「叶わない願いや欲望が、形となって表れたものが夢である」
そんな話を、聞いたことがあるかたも居ると思います。
では、それが本当だったら、嫌な夢なんて、見ないと思いませんか?
誰も、嫌なことや、嫌な出来事は、願ったりしないはず。
私は、「悪夢」というものは、人間が、自分の「願い」や「欲望」が叶い、自分への歯止めが効かなくなったとき、心の奥底に沈んでいた、憎悪、憎しみ、悲しみ、怒り、寂しさのような、人間にとって、嫌だと思う感情が、夢に現れて見せるものだと、恩師から聞きました。

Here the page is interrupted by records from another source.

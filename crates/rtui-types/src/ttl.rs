use serde::Serialize;
use std::fmt;

/// Time-to-live of a key as reported by the store.
#[derive(Debug, Clone, Copy, PartialEq, Eq, Serialize)]
#[serde(tag = "state", content = "seconds", rename_all = "snake_case")]
pub enum Ttl {
    /// Key expires after the given number of seconds
    Expires(u64),
    /// Key exists and has no expiry
    Persistent,
    /// Key does not exist
    Missing,
}

impl Ttl {
    /// Decode the integer reply of a `TTL` command.
    ///
    /// `-1` means the key has no expiry, `-2` (or any other negative
    /// value) means the key does not exist.
    pub fn from_reply(reply: i64) -> Self {
        match reply {
            -1 => Ttl::Persistent,
            n if n < 0 => Ttl::Missing,
            n => Ttl::Expires(n as u64),
        }
    }
}

impl fmt::Display for Ttl {
    fn fmt(&self, f: &mut fmt::Formatter<'_>) -> fmt::Result {
        match self {
            Ttl::Expires(secs) => write!(f, "{}s", secs),
            Ttl::Persistent => write!(f, "no expiry"),
            Ttl::Missing => write!(f, "missing"),
        }
    }
}

#[cfg(test)]
mod tests {
    use super::*;

    #[test]
    fn test_from_reply() {
        assert_eq!(Ttl::from_reply(120), Ttl::Expires(120));
        assert_eq!(Ttl::from_reply(0), Ttl::Expires(0));
        assert_eq!(Ttl::from_reply(-1), Ttl::Persistent);
        assert_eq!(Ttl::from_reply(-2), Ttl::Missing);
    }

    #[test]
    fn test_display() {
        assert_eq!(Ttl::Expires(30).to_string(), "30s");
        assert_eq!(Ttl::Persistent.to_string(), "no expiry");
        assert_eq!(Ttl::Missing.to_string(), "missing");
    }
}
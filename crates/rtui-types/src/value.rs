use serde::ser::{SerializeMap, SerializeSeq, SerializeTuple};
use serde::{Serialize, Serializer};
use std::fmt;
use std::str::FromStr;

/// Type tag attached to every stored value.
///
/// Mirrors the type names returned by the store's `TYPE` command. Names the
/// renderer has no formatter for are kept verbatim in `Unknown`.
#[derive(Debug, Clone, PartialEq, Eq, Hash)]
pub enum ValueTypeTag {
    String,
    Hash,
    List,
    Set,
    OrderedSet,
    /// The key does not exist
    None,
    Unknown(String),
}

impl ValueTypeTag {
    pub fn from_type_name(name: &str) -> Self {
        match name.trim().to_ascii_lowercase().as_str() {
            "string" => ValueTypeTag::String,
            "hash" => ValueTypeTag::Hash,
            "list" => ValueTypeTag::List,
            "set" => ValueTypeTag::Set,
            "zset" => ValueTypeTag::OrderedSet,
            "none" => ValueTypeTag::None,
            _ => ValueTypeTag::Unknown(name.to_string()),
        }
    }

    pub fn as_type_name(&self) -> &str {
        match self {
            ValueTypeTag::String => "string",
            ValueTypeTag::Hash => "hash",
            ValueTypeTag::List => "list",
            ValueTypeTag::Set => "set",
            ValueTypeTag::OrderedSet => "zset",
            ValueTypeTag::None => "none",
            ValueTypeTag::Unknown(name) => name,
        }
    }
}

impl FromStr for ValueTypeTag {
    type Err = std::convert::Infallible;

    fn from_str(s: &str) -> Result<Self, Self::Err> {
        Ok(ValueTypeTag::from_type_name(s))
    }
}

impl fmt::Display for ValueTypeTag {
    fn fmt(&self, f: &mut fmt::Formatter<'_>) -> fmt::Result {
        write!(f, "{}", self.as_type_name())
    }
}

impl Serialize for ValueTypeTag {
    fn serialize<S: Serializer>(&self, serializer: S) -> Result<S::Ok, S::Error> {
        serializer.serialize_str(self.as_type_name())
    }
}

/// One member of an ordered set together with its score.
///
/// The score is optional so that a reply missing it can still be carried
/// to the renderer and reported there instead of failing the fetch.
#[derive(Debug, Clone, PartialEq)]
pub struct ScoredMember {
    pub member: String,
    pub score: Option<f64>,
}

impl ScoredMember {
    pub fn new(member: impl Into<String>, score: f64) -> Self {
        Self {
            member: member.into(),
            score: Some(score),
        }
    }

    pub fn without_score(member: impl Into<String>) -> Self {
        Self {
            member: member.into(),
            score: None,
        }
    }
}

impl Serialize for ScoredMember {
    fn serialize<S: Serializer>(&self, serializer: S) -> Result<S::Ok, S::Error> {
        let mut tuple = serializer.serialize_tuple(2)?;
        tuple.serialize_element(&self.member)?;
        tuple.serialize_element(&self.score)?;
        tuple.end()
    }
}

/// A value fetched from the store, in one of the shapes the store can return.
#[derive(Debug, Clone, PartialEq)]
pub enum StoreValue {
    Nil,
    /// String value
    Text(String),
    /// Hash fields in the order the store returned them
    Pairs(Vec<(String, String)>),
    /// List elements or set members
    Items(Vec<String>),
    /// Ordered-set members in ascending score order
    Scored(Vec<ScoredMember>),
}

impl StoreValue {
    pub fn text(value: impl Into<String>) -> Self {
        StoreValue::Text(value.into())
    }

    pub fn pairs<K, V>(pairs: impl IntoIterator<Item = (K, V)>) -> Self
    where
        K: Into<String>,
        V: Into<String>,
    {
        StoreValue::Pairs(
            pairs
                .into_iter()
                .map(|(k, v)| (k.into(), v.into()))
                .collect(),
        )
    }

    pub fn items<T: Into<String>>(items: impl IntoIterator<Item = T>) -> Self {
        StoreValue::Items(items.into_iter().map(Into::into).collect())
    }

    pub fn scored<M: Into<String>>(members: impl IntoIterator<Item = (M, f64)>) -> Self {
        StoreValue::Scored(
            members
                .into_iter()
                .map(|(m, s)| ScoredMember::new(m, s))
                .collect(),
        )
    }

    pub fn is_nil(&self) -> bool {
        matches!(self, StoreValue::Nil)
    }

    /// Name of the shape, used in diagnostics when tag and shape disagree.
    pub fn shape_name(&self) -> &'static str {
        match self {
            StoreValue::Nil => "nil",
            StoreValue::Text(_) => "text",
            StoreValue::Pairs(_) => "field map",
            StoreValue::Items(_) => "sequence",
            StoreValue::Scored(_) => "scored sequence",
        }
    }

    /// Compact JSON form of the value.
    pub fn to_raw_json(&self) -> crate::Result<String> {
        Ok(serde_json::to_string(self)?)
    }

    /// Generic string conversion used by the raw view. Text is shown as is;
    /// containers use their compact JSON form.
    pub fn to_raw_string(&self) -> crate::Result<String> {
        match self {
            StoreValue::Text(text) => Ok(text.clone()),
            _ => self.to_raw_json(),
        }
    }
}

impl Serialize for StoreValue {
    fn serialize<S: Serializer>(&self, serializer: S) -> Result<S::Ok, S::Error> {
        match self {
            StoreValue::Nil => serializer.serialize_none(),
            StoreValue::Text(text) => serializer.serialize_str(text),
            StoreValue::Pairs(pairs) => {
                let mut map = serializer.serialize_map(Some(pairs.len()))?;
                for (field, value) in pairs {
                    map.serialize_entry(field, value)?;
                }
                map.end()
            }
            StoreValue::Items(items) => {
                let mut seq = serializer.serialize_seq(Some(items.len()))?;
                for item in items {
                    seq.serialize_element(item)?;
                }
                seq.end()
            }
            StoreValue::Scored(members) => {
                let mut seq = serializer.serialize_seq(Some(members.len()))?;
                for member in members {
                    seq.serialize_element(member)?;
                }
                seq.end()
            }
        }
    }
}

#[cfg(test)]
mod tests {
    use super::*;

    #[test]
    fn test_type_tag_from_store_names() {
        assert_eq!(ValueTypeTag::from_type_name("string"), ValueTypeTag::String);
        assert_eq!(ValueTypeTag::from_type_name("hash"), ValueTypeTag::Hash);
        assert_eq!(ValueTypeTag::from_type_name("list"), ValueTypeTag::List);
        assert_eq!(ValueTypeTag::from_type_name("set"), ValueTypeTag::Set);
        assert_eq!(ValueTypeTag::from_type_name("zset"), ValueTypeTag::OrderedSet);
        assert_eq!(ValueTypeTag::from_type_name("none"), ValueTypeTag::None);
        assert_eq!(
            ValueTypeTag::from_type_name("stream"),
            ValueTypeTag::Unknown("stream".to_string())
        );
    }

    #[test]
    fn test_type_tag_display_round_trips_store_name() {
        for name in ["string", "hash", "list", "set", "zset", "none", "ReJSON-RL"] {
            assert_eq!(ValueTypeTag::from_type_name(name).to_string(), name);
        }
    }

    #[test]
    fn test_raw_json_keeps_hash_field_order() {
        let value = StoreValue::pairs([("name", "John Doe"), ("email", "john@example.com")]);
        assert_eq!(
            value.to_raw_json().unwrap(),
            r#"{"name":"John Doe","email":"john@example.com"}"#
        );
    }

    #[test]
    fn test_raw_json_shapes() {
        assert_eq!(StoreValue::Nil.to_raw_json().unwrap(), "null");
        assert_eq!(StoreValue::text("hi").to_raw_json().unwrap(), r#""hi""#);
        assert_eq!(
            StoreValue::items(["a", "b"]).to_raw_json().unwrap(),
            r#"["a","b"]"#
        );
        assert_eq!(
            StoreValue::scored([("m1", 1.0)]).to_raw_json().unwrap(),
            r#"[["m1",1.0]]"#
        );
        assert_eq!(
            StoreValue::Scored(vec![ScoredMember::without_score("m1")])
                .to_raw_json()
                .unwrap(),
            r#"[["m1",null]]"#
        );
    }

    #[test]
    fn test_raw_string_leaves_text_unquoted() {
        let text = StoreValue::text("hello\nworld");
        assert_eq!(text.to_raw_string().unwrap(), "hello\nworld");
        assert_eq!(
            StoreValue::items(["a"]).to_raw_string().unwrap(),
            r#"["a"]"#
        );
    }
}
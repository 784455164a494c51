//! Key hierarchy construction.
//!
//! Keys such as `user:1000:profile` are split on a delimiter and inserted
//! into a prefix trie. A node is a leaf when some key ends at it; it may
//! be a leaf and a branch at the same time (`user:1000` next to
//! `user:1000:profile`), and both roles are kept.

use serde::{Serialize, Serializer};
use std::collections::BTreeMap;

/// Delimiter used by convention in Redis keyspaces.
pub const DEFAULT_DELIMITER: &str = ":";

/// One segment position in the tree built from a key set.
#[derive(Debug, Clone, Default, PartialEq, Eq, Serialize)]
pub struct HierarchyNode {
    label: String,
    #[serde(skip_serializing_if = "Option::is_none")]
    full_key: Option<String>,
    #[serde(
        serialize_with = "serialize_children",
        skip_serializing_if = "BTreeMap::is_empty"
    )]
    children: BTreeMap<String, HierarchyNode>,
}

impl HierarchyNode {
    /// An empty, unlabeled root.
    pub fn root() -> Self {
        Self::default()
    }

    fn branch(label: &str) -> Self {
        Self {
            label: label.to_string(),
            full_key: None,
            children: BTreeMap::new(),
        }
    }

    pub fn label(&self) -> &str {
        &self.label
    }

    /// Original key that terminates at this node, if any.
    pub fn full_key(&self) -> Option<&str> {
        self.full_key.as_deref()
    }

    pub fn is_leaf(&self) -> bool {
        self.full_key.is_some()
    }

    pub fn has_children(&self) -> bool {
        !self.children.is_empty()
    }

    pub fn is_dual_role(&self) -> bool {
        self.is_leaf() && self.has_children()
    }

    /// Children in ascending label order.
    pub fn children(&self) -> impl ExactSizeIterator<Item = &HierarchyNode> {
        self.children.values()
    }

    pub fn child(&self, label: &str) -> Option<&HierarchyNode> {
        self.children.get(label)
    }

    /// Number of keys terminating in this subtree, this node included.
    pub fn leaf_count(&self) -> usize {
        let own = usize::from(self.is_leaf());
        own + self.children.values().map(|c| c.leaf_count()).sum::<usize>()
    }

    /// Node reached by descending along the segments of `key`.
    pub fn find(&self, key: &str, delimiter: &str) -> Option<&HierarchyNode> {
        split_key(key, delimiter)
            .into_iter()
            .try_fold(self, |node, segment| node.child(segment))
    }

    /// All leaf nodes in depth-first, label order.
    pub fn leaves(&self) -> Vec<&HierarchyNode> {
        let mut out = Vec::new();
        self.collect_leaves(&mut out);
        out
    }

    fn collect_leaves<'a>(&'a self, out: &mut Vec<&'a HierarchyNode>) {
        if self.is_leaf() {
            out.push(self);
        }
        for child in self.children.values() {
            child.collect_leaves(out);
        }
    }

    fn insert(&mut self, key: &str, delimiter: &str) {
        let mut node = self;
        for segment in split_key(key, delimiter) {
            node = node
                .children
                .entry(segment.to_string())
                .or_insert_with(|| HierarchyNode::branch(segment));
        }
        node.full_key = Some(key.to_string());
    }
}

fn serialize_children<S: Serializer>(
    children: &BTreeMap<String, HierarchyNode>,
    serializer: S,
) -> Result<S::Ok, S::Error> {
    serializer.collect_seq(children.values())
}

/// Split a key into its segments. Always yields at least one segment;
/// an empty delimiter never splits.
pub fn split_key<'a>(key: &'a str, delimiter: &str) -> Vec<&'a str> {
    if delimiter.is_empty() {
        return vec![key];
    }
    key.split(delimiter).collect()
}

/// Groups flat keys into a [`HierarchyNode`] tree.
#[derive(Debug, Clone)]
pub struct KeyHierarchyBuilder {
    delimiter: String,
}

impl KeyHierarchyBuilder {
    pub fn new(delimiter: impl Into<String>) -> Self {
        Self {
            delimiter: delimiter.into(),
        }
    }

    pub fn delimiter(&self) -> &str {
        &self.delimiter
    }

    pub fn build<I, S>(&self, keys: I) -> HierarchyNode
    where
        I: IntoIterator<Item = S>,
        S: AsRef<str>,
    {
        let mut root = HierarchyNode::root();
        for key in keys {
            root.insert(key.as_ref(), &self.delimiter);
        }
        root
    }
}

impl Default for KeyHierarchyBuilder {
    fn default() -> Self {
        Self::new(DEFAULT_DELIMITER)
    }
}
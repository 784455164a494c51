use rtui_store::{KeyStore, MemoryStore};
use rtui_testing::fixtures::{leaderboard, put, sample_store, store_with_strings};
use rtui_types::{StoreValue, Ttl, ValueTypeTag};
use std::sync::Arc;

async fn seeded() -> Arc<dyn KeyStore> {
    Arc::new(sample_store().await.unwrap())
}

#[tokio::test]
async fn test_browse_flow_through_trait_object() {
    let store = seeded().await;

    let keys = store.list_keys("user:*").await.unwrap();
    assert_eq!(keys, vec!["user:1000".to_string(), "user:1001".to_string()]);

    let (tag, value) = store.fetch("user:1000").await.unwrap();
    assert_eq!(tag, ValueTypeTag::Hash);
    assert!(matches!(value, StoreValue::Pairs(ref pairs) if pairs[0].0 == "name"));
}

#[tokio::test]
async fn test_expire_then_delete() {
    let store = seeded().await;

    assert!(store.set_ttl("user:1001", 120).await.unwrap());
    assert_eq!(store.get_ttl("user:1001").await.unwrap(), Ttl::Expires(120));

    assert!(store.delete_key("user:1001").await.unwrap());
    assert_eq!(store.get_ttl("user:1001").await.unwrap(), Ttl::Missing);
    assert_eq!(
        store.get_type("user:1001").await.unwrap(),
        ValueTypeTag::None
    );
}

#[tokio::test]
async fn test_pattern_filters_string_keys() {
    let store = store_with_strings(&[("app:one", "1"), ("app:two", "2"), ("other", "3")])
        .await
        .unwrap();

    assert_eq!(
        store.list_keys("app:*").await.unwrap(),
        vec!["app:one".to_string(), "app:two".to_string()]
    );
    assert_eq!(store.list_keys("app:t?o").await.unwrap(), vec!["app:two".to_string()]);
}

#[tokio::test]
async fn test_put_writes_each_shape() {
    let store = MemoryStore::new();
    let scored = StoreValue::Scored(leaderboard());

    put(&store, "greeting", &StoreValue::text("hello")).await.unwrap();
    put(&store, "profile", &StoreValue::pairs([("name", "Ada")])).await.unwrap();
    put(&store, "queue", &StoreValue::items(["a", "b"])).await.unwrap();
    put(&store, "board", &scored).await.unwrap();

    assert_eq!(store.get_type("greeting").await.unwrap(), ValueTypeTag::String);
    assert_eq!(store.get_type("profile").await.unwrap(), ValueTypeTag::Hash);
    assert_eq!(store.get_type("queue").await.unwrap(), ValueTypeTag::List);
    assert_eq!(store.fetch("board").await.unwrap(), (ValueTypeTag::OrderedSet, scored));

    put(&store, "greeting", &StoreValue::Nil).await.unwrap();
    assert_eq!(store.len().await, 3);
}
use async_trait::async_trait;
use redis::aio::{ConnectionManager, ConnectionManagerConfig};
use redis::{Client, ConnectionAddr, ConnectionInfo, RedisConnectionInfo};
use std::collections::HashMap;
use std::time::Duration;
use tokio::sync::RwLock;

use rtui_types::{ScoredMember, StoreValue, Ttl, ValueTypeTag};

use crate::error::{Error, Result};
use crate::{DEFAULT_PORT, KeyStore};

const CONNECT_TIMEOUT: Duration = Duration::from_secs(5);
const RESPONSE_TIMEOUT: Duration = Duration::from_secs(10);
const CONNECT_RETRIES: usize = 2;

/// Where and how to connect to a Redis server.
#[derive(Debug, Clone, PartialEq, Eq)]
pub struct ConnectOptions {
    pub host: String,
    pub port: u16,
    pub db: u32,
    pub password: Option<String>,
}

impl ConnectOptions {
    pub fn address(&self) -> String {
        format!("{}:{}", self.host, self.port)
    }

    fn connection_info(&self) -> ConnectionInfo {
        ConnectionInfo {
            addr: ConnectionAddr::Tcp(self.host.clone(), self.port),
            redis: RedisConnectionInfo {
                db: i64::from(self.db),
                password: self.password.clone(),
                ..Default::default()
            },
        }
    }
}

impl Default for ConnectOptions {
    fn default() -> Self {
        Self {
            host: "localhost".to_string(),
            port: DEFAULT_PORT,
            db: 0,
            password: None,
        }
    }
}

/// [`KeyStore`] backed by a Redis server.
///
/// The connection manager multiplexes commands over one socket and
/// reconnects on the next call after the socket drops.
pub struct RedisStore {
    connection: ConnectionManager,
    name: String,
    /// Keys whose bytes are not valid UTF-8, by their lossy display form
    raw_keys: RwLock<HashMap<String, Vec<u8>>>,
}

impl RedisStore {
    /// Connect, authenticate if a password is set, and select the database.
    pub async fn connect(options: &ConnectOptions) -> Result<Self> {
        let client = Client::open(options.connection_info())?;
        let config = ConnectionManagerConfig::new()
            .set_number_of_retries(CONNECT_RETRIES)
            .set_connection_timeout(CONNECT_TIMEOUT)
            .set_response_timeout(RESPONSE_TIMEOUT);
        let connection = ConnectionManager::new_with_config(client, config).await?;

        let name = format!("redis://{}/{}", options.address(), options.db);
        log::info!("connected to {}", name);
        Ok(Self {
            connection,
            name,
            raw_keys: RwLock::new(HashMap::new()),
        })
    }

    async fn query<T: redis::FromRedisValue>(&self, cmd: &redis::Cmd) -> Result<T> {
        let mut connection = self.connection.clone();
        let reply: T = cmd.query_async(&mut connection).await?;
        Ok(reply)
    }

    /// Bytes to send for `key`: the original bytes for keys listed with a
    /// lossy name, the UTF-8 encoding otherwise.
    async fn key_bytes(&self, key: &str) -> Vec<u8> {
        key_arg(&*self.raw_keys.read().await, key)
    }
}

/// Decode a listed key. Invalid UTF-8 is replaced for display and the
/// original bytes are returned alongside.
fn decode_key(raw: Vec<u8>) -> (String, Option<Vec<u8>>) {
    match String::from_utf8(raw) {
        Ok(key) => (key, None),
        Err(err) => {
            let raw = err.into_bytes();
            (String::from_utf8_lossy(&raw).into_owned(), Some(raw))
        }
    }
}

fn key_arg(raw_keys: &HashMap<String, Vec<u8>>, key: &str) -> Vec<u8> {
    raw_keys
        .get(key)
        .cloned()
        .unwrap_or_else(|| key.as_bytes().to_vec())
}

fn decode_text(raw: Vec<u8>) -> String {
    String::from_utf8(raw).unwrap_or_else(|err| String::from_utf8_lossy(err.as_bytes()).into_owned())
}

/// Pair up a flat `HGETALL` reply.
fn into_pairs(flat: Vec<String>) -> Result<Vec<(String, String)>> {
    if flat.len() % 2 != 0 {
        return Err(Error::UnexpectedReply(
            "HGETALL returned an odd number of elements".to_string(),
        ));
    }
    let mut pairs = Vec::with_capacity(flat.len() / 2);
    let mut iter = flat.into_iter();
    while let (Some(field), Some(value)) = (iter.next(), iter.next()) {
        pairs.push((field, value));
    }
    Ok(pairs)
}

/// Pair up a flat `ZRANGE ... WITHSCORES` reply. A trailing member without
/// a score, or a score that is not a number, is kept with `score: None`.
fn into_scored(flat: Vec<String>) -> Vec<ScoredMember> {
    flat.chunks(2)
        .map(|chunk| ScoredMember {
            member: chunk[0].clone(),
            score: chunk.get(1).and_then(|s| s.parse::<f64>().ok()),
        })
        .collect()
}

fn texts(raw: Vec<Vec<u8>>) -> Vec<String> {
    raw.into_iter().map(decode_text).collect()
}

#[async_trait]
impl KeyStore for RedisStore {
    fn name(&self) -> &str {
        &self.name
    }

    async fn list_keys(&self, pattern: &str) -> Result<Vec<String>> {
        let raw: Vec<Vec<u8>> = self.query(redis::cmd("KEYS").arg(pattern)).await?;

        let mut keys = Vec::with_capacity(raw.len());
        let mut undecodable = HashMap::new();
        for bytes in raw {
            let (key, original) = decode_key(bytes);
            if let Some(original) = original {
                log::debug!("key {:?} is not valid UTF-8", original);
                undecodable.insert(key.clone(), original);
            }
            keys.push(key);
        }
        if !undecodable.is_empty() {
            self.raw_keys.write().await.extend(undecodable);
        }

        keys.sort();
        Ok(keys)
    }

    async fn get_type(&self, key: &str) -> Result<ValueTypeTag> {
        let k = self.key_bytes(key).await;
        let name: String = self.query(redis::cmd("TYPE").arg(k)).await?;
        Ok(ValueTypeTag::from_type_name(&name))
    }

    async fn get_value(&self, key: &str) -> Result<StoreValue> {
        let k = self.key_bytes(key).await;
        let value = match self.get_type(key).await? {
            ValueTypeTag::String => {
                let raw: Option<Vec<u8>> = self.query(redis::cmd("GET").arg(&k)).await?;
                raw.map_or(StoreValue::Nil, |raw| StoreValue::Text(decode_text(raw)))
            }
            ValueTypeTag::Hash => {
                let flat: Vec<Vec<u8>> = self.query(redis::cmd("HGETALL").arg(&k)).await?;
                StoreValue::Pairs(into_pairs(texts(flat))?)
            }
            ValueTypeTag::List => {
                let items: Vec<Vec<u8>> =
                    self.query(redis::cmd("LRANGE").arg(&k).arg(0).arg(-1)).await?;
                StoreValue::Items(texts(items))
            }
            ValueTypeTag::Set => {
                let members: Vec<Vec<u8>> = self.query(redis::cmd("SMEMBERS").arg(&k)).await?;
                StoreValue::Items(texts(members))
            }
            ValueTypeTag::OrderedSet => {
                let flat: Vec<Vec<u8>> = self
                    .query(redis::cmd("ZRANGE").arg(&k).arg(0).arg(-1).arg("WITHSCORES"))
                    .await?;
                StoreValue::Scored(into_scored(texts(flat)))
            }
            ValueTypeTag::None | ValueTypeTag::Unknown(_) => StoreValue::Nil,
        };
        Ok(value)
    }

    async fn get_ttl(&self, key: &str) -> Result<Ttl> {
        let k = self.key_bytes(key).await;
        let reply: i64 = self.query(redis::cmd("TTL").arg(k)).await?;
        Ok(Ttl::from_reply(reply))
    }

    async fn set_ttl(&self, key: &str, seconds: i64) -> Result<bool> {
        let k = self.key_bytes(key).await;
        let reply: i64 = self.query(redis::cmd("EXPIRE").arg(k).arg(seconds)).await?;
        Ok(reply == 1)
    }

    async fn delete_key(&self, key: &str) -> Result<bool> {
        let k = self.key_bytes(key).await;
        let reply: i64 = self.query(redis::cmd("DEL").arg(k)).await?;
        Ok(reply > 0)
    }

    async fn set_string(&self, key: &str, value: &str) -> Result<()> {
        self.query::<()>(redis::cmd("SET").arg(key).arg(value)).await
    }

    async fn add_hash(&self, key: &str, fields: &[(String, String)]) -> Result<()> {
        if fields.is_empty() {
            return Ok(());
        }
        let mut cmd = redis::cmd("HSET");
        cmd.arg(key);
        for (field, value) in fields {
            cmd.arg(field).arg(value);
        }
        self.query::<i64>(&cmd).await.map(|_| ())
    }

    async fn push_list(&self, key: &str, items: &[String]) -> Result<()> {
        if items.is_empty() {
            return Ok(());
        }
        self.query::<i64>(redis::cmd("RPUSH").arg(key).arg(items))
            .await
            .map(|_| ())
    }

    async fn add_set(&self, key: &str, members: &[String]) -> Result<()> {
        if members.is_empty() {
            return Ok(());
        }
        self.query::<i64>(redis::cmd("SADD").arg(key).arg(members))
            .await
            .map(|_| ())
    }

    async fn add_scored(&self, key: &str, members: &[ScoredMember]) -> Result<()> {
        if members.is_empty() {
            return Ok(());
        }
        let mut cmd = redis::cmd("ZADD");
        cmd.arg(key);
        for member in members {
            let score = member.score.ok_or_else(|| {
                Error::UnexpectedReply(format!("member '{}' has no score", member.member))
            })?;
            cmd.arg(score).arg(&member.member);
        }
        self.query::<i64>(&cmd).await.map(|_| ())
    }
}
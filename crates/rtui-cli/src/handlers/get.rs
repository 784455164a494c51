use super::HandlerContext;
use crate::presentation::view_models::ValueViewModel;
use anyhow::Result;
use rtui_engine::{ContentView, compose};

pub fn handle(ctx: &HandlerContext, key: &str, raw: bool) -> Result<()> {
    let (tag, value) = ctx.block_on(ctx.store.fetch(key))?;
    let ttl = ctx.block_on(ctx.store.get_ttl(key))?;

    let content = if raw {
        ContentView::raw(key, &value)
    } else {
        compose(key, &value, &tag)
    };
    if content.primary.is_error() {
        log::warn!("{}: {}", key, content.primary.text());
    }

    ctx.renderer().render_value(&ValueViewModel {
        key: key.to_string(),
        tag,
        ttl,
        content,
    })
}
pub mod error;
pub mod ttl;
pub mod value;

pub use error::{Error, Result};
pub use ttl::Ttl;
pub use value::{ScoredMember, StoreValue, ValueTypeTag};
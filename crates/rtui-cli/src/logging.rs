//! File logging. The terminal belongs to the UI, so log records only ever
//! go to a file.

use crate::types::LogLevel;
use anyhow::{Context, Result};
use simplelog::{ConfigBuilder, WriteLogger};
use std::fs::OpenOptions;
use std::path::Path;

pub fn init(path: &Path, level: LogLevel) -> Result<()> {
    if level == LogLevel::Off {
        return Ok(());
    }

    if let Some(parent) = path.parent() {
        std::fs::create_dir_all(parent)
            .with_context(|| format!("Failed to create log directory {}", parent.display()))?;
    }

    let log_file = OpenOptions::new()
        .create(true)
        .append(true)
        .open(path)
        .with_context(|| format!("Failed to open log file {}", path.display()))?;

    let config = ConfigBuilder::new()
        .add_filter_allow_str("rtui")
        .set_target_level(log::LevelFilter::Error)
        .build();

    WriteLogger::init(level.to_level_filter(), config, log_file)
        .context("Logger already initialized")?;

    log::info!("rtui {} started", env!("CARGO_PKG_VERSION"));
    Ok(())
}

ここからは、私の個人的な出来事ですので、興味が無い人は、「戻る」をクリックしてください。
私は、ある夢をみました。
最初に目に入ったのは、賑やかな学校。
その学校で、私は普段と変わらない生活をしていた。
友達と馬鹿なことをやって、笑いあう。
そんな日常が、とても嬉しくって。
だけど、悪夢は悪夢。
絶望を、より大きくするための・・・ただの、前置きだった。
私はきっと、手のひらの上で踊っていたんでしょう。
現れたのは、なぜだか、懐かしさを感じる人。
その人は、決して、善良な人ではない。
そう、すぐに分かってしまった。
言動や行動が、あたし達を、あざ笑うかのようなものばかりだったから。
「化け物が。人間と友達になろうなんて、片腹痛いなぁ」
「表向きでは、23年で完成した。しかし、本当は24年かかっていた。なぜ、それを隠していたのかなぁ、君の父親は」
「ああん?鉄くずが。調子に乗ってんじゃねぇよ」
「何様のつもりだ? お前らなんて所詮、モルモットでしかねぇんだよ」
反発した。
こんな奴に、従いたくなんて無かった。
だから私は、それを、手に取った。
抵抗手段なんて、学校にはいくらでもある。
「おい、待てよ。カスのくせに、なにをやってやがる。何様のつもりだ」
「ああん?俺様ですが?何か用があるんですか?」
「調子に乗るな。クズ」
最初から、勝てるとは思っていなかった。
そもそも、相手は大人だ。まだ中学生の私たちに、なにができようか?
「あら、クズとはご挨拶ですね、廃人のくせに」
「ああん?」
「そうだぜ。お前のほうが、よっぽど堕落してるじゃねぇかよ。大体、お前は、俺らにそんなことを言えるほど、自分が偉大だとでも?」
「てめぇら・・・・」
「ああ、そうだなぁ。それに、あなたはすでに、警察からもマークされていますよ。無駄な抵抗は、しない方が身のためですよ」
「クソガキ共が、調子に乗ってんじゃねぇ!」
そう、最初から覚悟していた。
だから私は、盾になる。
みんなを守る、盾に。
「っ・・・・・・・・・・・!」
痛い。
まるで、麻酔なしで体にメスを入れたようだ。
「クソガキ!なめてんじゃねぇ!お前らなんて、殺してやる!」
私は、それでもその場から動かずに、ただただ、淡々と、痛みに耐えていた。
そして──目の前に広がる鮮血。
当たり所が悪かった。
動脈に傷がついて、出血。
もうすでに、痛みすら感じられない。
「───!」
「───ちゃん!」
「だ・・・・・い・・・・じょ・・・・・・・・・・・・・・・う・・・・・・・・・・・・ぶ・・・・・・・・・・・・・だよ」
手足はしびれ、重度のショック性症状になっているようだった。
「ご・・めん・・・・・・・・・・・・・ね・・・・・・・・・・・・っ」
その時、意識が途切れると同時に、目が覚めた。
ほんと、嫌な夢だ。
それに、あの人・・・。
前にも、夢で見たことがあるような気がした。
その辺は、ちょっとうろ覚えだけど。
でも、あの夢を見続けていたら、どうなったんだろう?
私は、死んでいた・・・・よね。
だけど、それでも、悔いはないと思う。